Sandy’s Kitchen Addiction

Before I moved last summer, I lived for more than a decade in a place with a tiny kitchen that I nonetheless managed to cram with tools and gadgets that I’d use a few times and forget. (Case in point: Yvonne recently returned a juicemaker I didn’t recall owning, let alone lending.)

It was a sickness that I ultimately controlled by writing so many books that I didn’t have time to troll kitchen stores.

Still, when I moved, I had 18 boxes marked “kitchen.” This is remarkable considering I never really cooked, and baked only sporadically.

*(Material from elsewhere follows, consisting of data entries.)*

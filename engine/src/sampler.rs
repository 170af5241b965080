use rand::seq::index;
use rand::Rng;

use crate::layout::Configuration;
use crate::memory::SimMemory;
use crate::spaces::TransitionSpace;

/// Binomial coefficient `C(n, k)` as a float.
pub fn binomial(n: usize, k: usize) -> f64 {
    if k > n {
        return 0.0;
    }
    let k = k.min(n - k);
    (0..k).fold(1.0, |acc, i| acc * (n - i) as f64 / (i + 1) as f64)
}

/// Fill `weights` (`spaces.len()` rows of `rates.len()` columns) with the
/// activity of every (space, number of flips) pair, cumulated row-major.
fn cumulative_weights(spaces: &[TransitionSpace], rates: &[f64], weights: &mut [f64]) {
    let n = rates.len();
    for (space, row) in spaces.iter().zip(weights.chunks_mut(n)) {
        let l = space.irreversible.len();
        let h = space.reversible.len();
        if l > 0 {
            row[l - 1] = 1.0;
        }
        for k in 1..=h {
            row[l + k - 1] = binomial(h, k);
        }
        for (w, r) in row.iter_mut().zip(rates) {
            *w *= r;
        }
    }
    let mut acc = 0.0;
    for w in weights.iter_mut() {
        acc += *w;
        *w = acc;
    }
}

/// Total weight of the transitions of `spaces` under `rates`, without
/// touching the scratch buffer.
pub fn transition_weight(spaces: &[TransitionSpace], rates: &[f64]) -> f64 {
    spaces
        .iter()
        .map(|space| {
            let l = space.irreversible.len();
            let h = space.reversible.len();
            let alone = if l > 0 { rates[l - 1] } else { 0.0 };
            alone + (1..=h).map(|k| binomial(h, k) * rates[l + k - 1]).sum::<f64>()
        })
        .sum()
}

/// Apply one random transition to `x`.
///
/// The space and the number of flips `m` are drawn jointly with probability
/// proportional to their weight. Every irreversible node of the chosen space
/// flips, plus `m - |L|` reversible nodes drawn without replacement.
///
/// Returns `false`, leaving `x` untouched, when the rates give every
/// transition zero weight. `spaces` must not be empty.
pub fn sample_configuration<R: Rng + ?Sized>(
    x: &mut Configuration,
    spaces: &[TransitionSpace],
    rates: &[f64],
    mem: &mut SimMemory,
    rng: &mut R,
) -> bool {
    assert!(!spaces.is_empty(), "sampling from an empty set of spaces");
    let n = rates.len();
    assert_eq!(n, x.len());

    let weights = mem.weights(spaces.len());
    cumulative_weights(spaces, rates, weights);
    let total = weights[weights.len() - 1];
    if total <= 0.0 {
        return false;
    }
    let draw = rng.gen_range(0.0..total);
    let cell = weights.partition_point(|&c| c <= draw);
    let space = &spaces[cell / n];
    let m = cell % n + 1;

    for i in space.irreversible.iter() {
        x.flip(i);
    }
    let extra = m - space.irreversible.len();
    if extra > 0 {
        let reversible = space.reversible.to_vec();
        for k in index::sample(rng, reversible.len(), extra) {
            x.flip(reversible[k]);
        }
    }
    true
}

#[cfg(test)]
mod tests {
    use super::*;
    use crate::layout::NodeSet;
    use proptest::prelude::*;
    use rand::SeedableRng;
    use rand_chacha::ChaCha8Rng;

    fn space(n: usize, h: &[usize], l: &[usize]) -> TransitionSpace {
        TransitionSpace {
            reversible: NodeSet::from_indices(n, h.iter().copied()),
            irreversible: NodeSet::from_indices(n, l.iter().copied()),
        }
    }

    fn flipped(before: &Configuration, after: &Configuration) -> Vec<usize> {
        (0..before.len())
            .filter(|&i| before.get(i) != after.get(i))
            .collect()
    }

    #[test]
    fn binomial_values() {
        assert_eq!(binomial(4, 0), 1.0);
        assert_eq!(binomial(4, 2), 6.0);
        assert_eq!(binomial(5, 5), 1.0);
        assert_eq!(binomial(2, 3), 0.0);
    }

    #[test]
    fn weights_layout() {
        let spaces = [space(4, &[0, 1, 2], &[]), space(4, &[1], &[3])];
        let mut w = [0.0; 8];
        cumulative_weights(&spaces, &[1.0; 4], &mut w);
        // row 0: C(3,1) C(3,2) C(3,3) 0 ; row 1: L alone, then L + one of H
        assert_eq!(w, [3.0, 6.0, 7.0, 7.0, 8.0, 9.0, 9.0, 9.0]);
        assert_eq!(transition_weight(&spaces, &[1.0; 4]), 9.0);
        assert_eq!(transition_weight(&spaces, &[0.0, 0.0, 0.0, 1.0]), 0.0);
        assert_eq!(transition_weight(&spaces, &[0.0, 1.0, 0.0, 0.0]), 4.0);
    }

    #[test]
    fn asynchronous_rates_flip_one_node() {
        let spaces = [space(3, &[0, 1, 2], &[])];
        let rates = [1.0, 0.0, 0.0];
        let mut mem = SimMemory::new(3, 1);
        let mut rng = ChaCha8Rng::seed_from_u64(9);
        let mut hits = [0usize; 3];
        for _ in 0..300 {
            let before = Configuration::zeros(3);
            let mut x = before.clone();
            assert!(sample_configuration(&mut x, &spaces, &rates, &mut mem, &mut rng));
            let f = flipped(&before, &x);
            assert_eq!(f.len(), 1);
            hits[f[0]] += 1;
        }
        assert!(hits.iter().all(|&h| h > 50), "{hits:?}");
    }

    #[test]
    fn zero_weight_is_a_no_op() {
        let spaces = [space(2, &[], &[0, 1])];
        let mut x = Configuration::zeros(2);
        let mut mem = SimMemory::new(2, 1);
        let mut rng = ChaCha8Rng::seed_from_u64(0);
        assert!(!sample_configuration(
            &mut x,
            &spaces,
            &[1.0, 0.0],
            &mut mem,
            &mut rng
        ));
        assert_eq!(x, Configuration::zeros(2));
    }

    #[test]
    #[should_panic]
    fn empty_spaces_is_a_programming_error() {
        let mut x = Configuration::zeros(2);
        let mut mem = SimMemory::new(2, 1);
        let mut rng = ChaCha8Rng::seed_from_u64(0);
        sample_configuration(&mut x, &[], &[1.0, 1.0], &mut mem, &mut rng);
    }

    proptest! {
        #[test]
        fn flips_all_of_l_and_at_most_h_plus_l(seed in any::<u64>(),
                                               h_mask in 0u8..64,
                                               l_mask in 0u8..64) {
            let n = 6;
            let h: Vec<usize> = (0..n).filter(|i| h_mask & (1u8 << i) != 0).collect();
            let l: Vec<usize> = (0..n)
                .filter(|i| l_mask & (1u8 << i) != 0 && h_mask & (1u8 << i) == 0)
                .collect();
            prop_assume!(!h.is_empty() || !l.is_empty());
            let spaces = [space(n, &h, &l)];
            let mut rng = ChaCha8Rng::seed_from_u64(seed);
            let mut mem = SimMemory::new(n, 1);
            let before = Configuration::zeros(n);
            let mut x = before.clone();
            prop_assert!(sample_configuration(&mut x, &spaces, &[1.0; 6], &mut mem, &mut rng));
            let f = flipped(&before, &x);
            prop_assert!(!f.is_empty());
            prop_assert!(f.len() <= h.len() + l.len());
            prop_assert!(l.iter().all(|i| f.contains(i)));
            prop_assert!(f.iter().all(|i| h.contains(i) || l.contains(i)));
        }
    }
}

Worse, I’d done a pretty major purge. In my college neighborhood, anything let by the curb disappeared in minutes. It mitigated my shame to know that the following nearly-new kitchen tools found good homes with needy students:

• Breadmaker
• Handmixer
• Espresso makers (3)
• Coffee pot
• Bodum coffee press
• Electric Grills (2! I was vegetarian – how much grilling did I anticipate?)
• Waffle maker
• Whisk, zester, cherry pitter, melon-baller and other assorted tools
• Baking pans of every shape and size

I unpacked boxes in my new, bigger kitchen, I was surprised at how little space I had left over. Yet, as I began to cook and entertain, I found there were gaping holes in my collection, including a few items I’d ditched!

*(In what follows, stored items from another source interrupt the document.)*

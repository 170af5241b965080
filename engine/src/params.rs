//! Depth and rate parametrizations of the simulation, and the settings that
//! select them.

use std::ops::RangeInclusive;
use std::time::Duration;

use rand::distributions::{Distribution, WeightedIndex};
use rand::Rng;
use serde::{Deserialize, Serialize};

use crate::error::{Error, Result};

/// Horizon of the spread analysis used when exploring transition spaces.
#[derive(Debug, Clone)]
pub enum Depth {
    Fixed(usize),
    /// Draws `d` in `1..=n`; the weight of `d` is at index `d - 1`.
    Sampled(WeightedIndex<f64>),
}

impl Depth {
    pub fn resolve<R: Rng + ?Sized>(&self, rng: &mut R) -> usize {
        match self {
            Depth::Fixed(d) => *d,
            Depth::Sampled(weights) => weights.sample(rng) + 1,
        }
    }

    /// Every horizon `resolve` can return for a network of `n` nodes.
    pub fn horizons(&self, n: usize) -> RangeInclusive<usize> {
        match self {
            Depth::Fixed(d) => *d..=*d,
            Depth::Sampled(_) => 1..=n,
        }
    }
}

#[derive(Debug, Clone, PartialEq, Serialize, Deserialize)]
#[serde(tag = "kind", rename_all = "snake_case")]
pub enum DepthSpec {
    /// Always `n`: exact most permissive reachability.
    ConstantMaximum,
    /// Always 1.
    ConstantUnitary,
    /// `P(d) ∝ (n - d + 1)^power`.
    Polynomial {
        #[serde(default = "default_power")]
        power: f64,
    },
    /// `P(d) ∝ 1/d`.
    Reciprocal,
    /// `P(d) ∝ base^-(d-1)`.
    NExponential {
        #[serde(default = "default_base")]
        base: f64,
    },
}

fn default_power() -> f64 {
    1.2
}

fn default_base() -> f64 {
    2.0
}

impl DepthSpec {
    pub fn build(&self, n: usize) -> Result<Depth> {
        let weights: Vec<f64> = match self {
            DepthSpec::ConstantMaximum => return Ok(Depth::Fixed(n)),
            DepthSpec::ConstantUnitary => return Ok(Depth::Fixed(1)),
            DepthSpec::Polynomial { power } => {
                (1..=n).map(|d| ((n - d + 1) as f64).powf(*power)).collect()
            }
            DepthSpec::Reciprocal => (1..=n).map(|d| 1.0 / d as f64).collect(),
            DepthSpec::NExponential { base } => (0..n).map(|k| base.powi(-(k as i32))).collect(),
        };
        WeightedIndex::new(weights)
            .map(Depth::Sampled)
            .map_err(|e| Error::InvalidSettings(format!("depth {self:?}: {e}")))
    }
}

/// Weight of transitions by number of flipped components: entry `k - 1`
/// weighs transitions flipping `k` nodes at once.
#[derive(Debug, Clone, PartialEq, Serialize, Deserialize)]
#[serde(tag = "kind", rename_all = "snake_case")]
pub enum RateSpec {
    Uniform,
    /// Only single flips: `1 0 0 ... 0`.
    FullyAsynchronous,
    /// `1/k`.
    Reciprocal,
    /// `base^-(k-1)`.
    NExponential {
        #[serde(default = "default_base")]
        base: f64,
    },
    Custom {
        weights: Vec<f64>,
    },
}

impl RateSpec {
    pub fn build(&self, n: usize) -> Result<Vec<f64>> {
        let rates = match self {
            RateSpec::Uniform => vec![1.0; n],
            RateSpec::FullyAsynchronous => {
                let mut w = vec![0.0; n];
                if let Some(first) = w.first_mut() {
                    *first = 1.0;
                }
                w
            }
            RateSpec::Reciprocal => (1..=n).map(|k| 1.0 / k as f64).collect(),
            RateSpec::NExponential { base } => (0..n).map(|k| base.powi(-(k as i32))).collect(),
            RateSpec::Custom { weights } => {
                if weights.len() != n {
                    return Err(Error::RateLength {
                        expected: n,
                        actual: weights.len(),
                    });
                }
                weights.clone()
            }
        };
        if rates.iter().any(|w| !w.is_finite() || *w < 0.0) {
            return Err(Error::InvalidSettings(format!(
                "rates {self:?} must be finite and non-negative"
            )));
        }
        Ok(rates)
    }
}

/// Simulation and estimation settings, deserializable from JSON.
#[derive(Debug, Clone, PartialEq, Serialize, Deserialize)]
#[serde(default)]
pub struct Settings {
    pub depth: DepthSpec,
    pub rates: RateSpec,
    /// Steps between two refreshes of the candidate attractors.
    pub refresh_rate: usize,
    /// Worker count; 0 uses every available core, 1 runs in-process.
    pub nb_jobs: usize,
    /// Makes runs reproducible; fresh entropy is used otherwise.
    pub seed: Option<u64>,
    /// Longest wait for a single run to complete before the estimate fails
    /// with [`Error::Stalled`]. Applies to in-process and pooled runs alike;
    /// runs are stopped between two steps.
    pub stall_timeout_ms: Option<u64>,
}

impl Default for Settings {
    fn default() -> Self {
        Self {
            depth: DepthSpec::ConstantMaximum,
            rates: RateSpec::FullyAsynchronous,
            refresh_rate: 10,
            nb_jobs: 1,
            seed: None,
            stall_timeout_ms: None,
        }
    }
}

impl Settings {
    pub fn from_json(text: &str) -> Result<Self> {
        serde_json::from_str(text).map_err(|e| Error::InvalidSettings(e.to_string()))
    }

    pub fn parameters(&self, n: usize) -> Result<Parameters> {
        if self.refresh_rate == 0 {
            return Err(Error::InvalidSettings("refresh_rate must be at least 1".into()));
        }
        Ok(Parameters {
            depth: self.depth.build(n)?,
            rates: self.rates.build(n)?,
            refresh_rate: self.refresh_rate,
        })
    }

    pub fn stall_timeout(&self) -> Option<Duration> {
        self.stall_timeout_ms.map(Duration::from_millis)
    }
}

/// Resolved parameters for a network of a given size.
#[derive(Debug, Clone)]
pub struct Parameters {
    pub depth: Depth,
    pub rates: Vec<f64>,
    pub refresh_rate: usize,
}
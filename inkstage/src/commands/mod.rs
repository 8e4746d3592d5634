// inkstage/src/commands/mod.rs

pub mod query;
pub mod run;
pub mod validate;

use std::path::Path;
use std::sync::Arc;

use anyhow::Context;
use inkstage_core::domain::project::PipelineConfig;
use inkstage_core::infrastructure::adapters::DuckDbBackend;
use inkstage_core::infrastructure::config::{load_pipeline_config, resolve_path};
use inkstage_core::infrastructure::pool::{ConnectionPool, RetryPolicy};
use inkstage_core::ports::StoreBackend;

pub(crate) fn load_config(project_dir: &Path) -> anyhow::Result<PipelineConfig> {
    println!("⚙️  Loading configuration...");
    let config = load_pipeline_config(project_dir).with_context(|| {
        format!(
            "Failed to load pipeline configuration from {:?}",
            project_dir
        )
    })?;
    println!("   Pipeline: {} (v{})", config.name, config.version);
    Ok(config)
}

pub(crate) fn duckdb_backend(
    project_dir: &Path,
    config: &PipelineConfig,
) -> anyhow::Result<Arc<dyn StoreBackend>> {
    let db_path = resolve_path(project_dir, &config.database);
    let db_path = db_path.to_string_lossy();
    let backend = DuckDbBackend::open(&db_path)
        .with_context(|| format!("Failed to initialize DuckDB at {}", db_path))?;
    Ok(Arc::new(backend))
}

pub(crate) async fn open_pool(
    backend: Arc<dyn StoreBackend>,
    config: &PipelineConfig,
) -> anyhow::Result<ConnectionPool> {
    let engine = backend.engine_name().to_string();
    ConnectionPool::create(
        backend,
        config.pool.clone(),
        RetryPolicy::from_config(&config.etl),
    )
    .await
    .with_context(|| format!("Failed to create the {} connection pool", engine))
}
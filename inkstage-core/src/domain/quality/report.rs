// inkstage-core/src/domain/quality/report.rs

use serde::{Deserialize, Serialize};

/// Categorized outcome of validating one batch against one rule set.
///
/// Any error means the batch must not be staged. Warnings are surfaced to the
/// operator and do not block staging.
#[derive(Debug, Clone, Default, PartialEq, Serialize, Deserialize)]
pub struct QualityReport {
    pub source_name: String,
    pub total_rows: usize,
    pub warnings: Vec<String>,
    pub errors: Vec<String>,
}

impl QualityReport {
    pub fn empty(source_name: &str, total_rows: usize) -> Self {
        Self {
            source_name: source_name.to_string(),
            total_rows,
            ..Default::default()
        }
    }

    pub fn has_errors(&self) -> bool {
        !self.errors.is_empty()
    }

    pub fn is_clean(&self) -> bool {
        self.errors.is_empty() && self.warnings.is_empty()
    }
}
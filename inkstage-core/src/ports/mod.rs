// inkstage-core/src/ports/mod.rs

pub mod store;

pub use store::{
    FetchMode, Row, SessionOptions, StoreBackend, StoreError, StoreErrorKind, StoreSession,
};
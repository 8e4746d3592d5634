// inkstage-core/src/application/staging.rs

use tokio_util::sync::CancellationToken;
use tracing::{info, warn};

use crate::domain::batch::RecordBatch;
use crate::domain::error::DomainError;
use crate::domain::quality::QualityReport;
use crate::domain::staging::{LoadOutcome, StagingTarget};
use crate::error::StageError;
use crate::infrastructure::pool::ConnectionPool;

/// Gate + interval-commit load of one validated batch into its staging table.
pub struct StagingLoader<'p> {
    pool: &'p ConnectionPool,
    commit_interval: usize,
}

impl<'p> StagingLoader<'p> {
    pub fn new(pool: &'p ConnectionPool, commit_interval: usize) -> Self {
        Self {
            pool,
            commit_interval: commit_interval.max(1),
        }
    }

    /// Creates the target table from the batch's shape if it does not exist yet.
    pub async fn ensure_table(
        &self,
        target: &StagingTarget,
        batch: &RecordBatch,
    ) -> Result<(), StageError> {
        if self.pool.table_exists(&target.table).await? {
            return Ok(());
        }
        info!(table = %target.table, "Creating staging table");
        self.pool
            .execute_dml(&target.create_table_sql(batch), &[])
            .await?;
        Ok(())
    }

    /// Refuses the batch (no row sent) when the report carries any error.
    /// Otherwise inserts every row in order, committing every
    /// `commit_interval` rows; a row failure is reported in the outcome.
    pub async fn stage(
        &self,
        batch: &RecordBatch,
        report: &QualityReport,
        target: &StagingTarget,
        cancel: Option<&CancellationToken>,
    ) -> Result<LoadOutcome, StageError> {
        if report.has_errors() {
            warn!(
                source = %target.source_name,
                errors = report.errors.len(),
                "Batch rejected by the quality gate"
            );
            return Err(DomainError::QualityGateRejected {
                source_name: target.source_name.clone(),
                errors: report.errors.clone(),
            }
            .into());
        }

        let rows = batch.project(&target.columns)?;
        info!(
            table = %target.table,
            rows = rows.len(),
            commit_interval = self.commit_interval,
            "Staging batch"
        );

        let mut outcome = self
            .pool
            .execute_batch(target.insert_sql(), &rows, self.commit_interval, cancel)
            .await?;
        outcome.table = target.table.clone();
        Ok(outcome)
    }
}
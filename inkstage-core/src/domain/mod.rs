pub mod batch;
pub mod error;
pub mod project;
pub mod quality;
pub mod staging;

// Re-exports pratiques pour simplifier les imports ailleurs
pub use batch::{RecordBatch, Value};
pub use error::DomainError;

An edited list of kitchen stuff I’ve acquired since the move:

• Whisk, meat thermometer potato masher, garlic press (oops – that makes 2!), cutting boards, and various other utensils
• Non-stick fry pan
• Roasting pan
• Ramekins (to make pannacotta for Yvonne)
• Nespresso coffee maker (love it so much I’ve proposed to it)
• Le Creuset pot (ditto)
• KitchenAid stand mixer (with ice cream maker attachment – completely unnecessary and so much fun!)

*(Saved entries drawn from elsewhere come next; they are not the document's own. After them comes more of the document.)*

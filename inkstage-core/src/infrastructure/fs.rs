use crate::infrastructure::error::InfrastructureError;
use std::io::Write;
use std::path::Path;

/// Writes a run artifact (e.g. `run_results.json`) without ever leaving a
/// half-written file behind: content goes to a temp file in the same
/// directory, which is then renamed over the target.
pub fn atomic_write<P: AsRef<Path>, C: AsRef<[u8]>>(
    path: P,
    content: C,
) -> Result<(), InfrastructureError> {
    let path = path.as_ref();
    let parent = path.parent().unwrap_or_else(|| Path::new("."));
    std::fs::create_dir_all(parent)?;

    let mut staged = tempfile::NamedTempFile::new_in(parent)?;
    staged.write_all(content.as_ref())?;
    staged.flush()?;

    staged
        .persist(path)
        .map_err(|e| InfrastructureError::Io(e.error))?;
    Ok(())
}

/// Serializes `data` as pretty JSON and writes it atomically.
pub fn write_json<T: serde::Serialize>(path: &Path, data: &T) -> Result<(), InfrastructureError> {
    let content = serde_json::to_string_pretty(data)?;
    atomic_write(path, content)
}
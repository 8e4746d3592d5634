// inkstage-core/src/domain/project/mod.rs

pub mod configuration;

pub use configuration::{EtlConfig, PipelineConfig, PoolConfig, SourceConfig, TargetConfig};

Amount of unused kitchen counter space: zero

Amount of unused cupboard space: zero.

Number of items I’m missing from a New York Times list of 10 essential kitchen tools: 7.

Specifically:
• chef’s knife
• large stock pot
• large cast-iron skillet
• paring knife
• solid wooden spoon
• microplane grater for citrus zest and hard cheeses
• quality kitchen scale

I suppose I should prioritize these over the food mill I’ve been craving, especially since I’ve liberated a rusty specimen from my mom’s basement and it still works.

I also borrowed mom’s immersion blender, and found it has enough power to lift my house off its foundations.

I really want one of my very own.

I believe that immersion blender would change my life.

And that, my friends, is a sickness.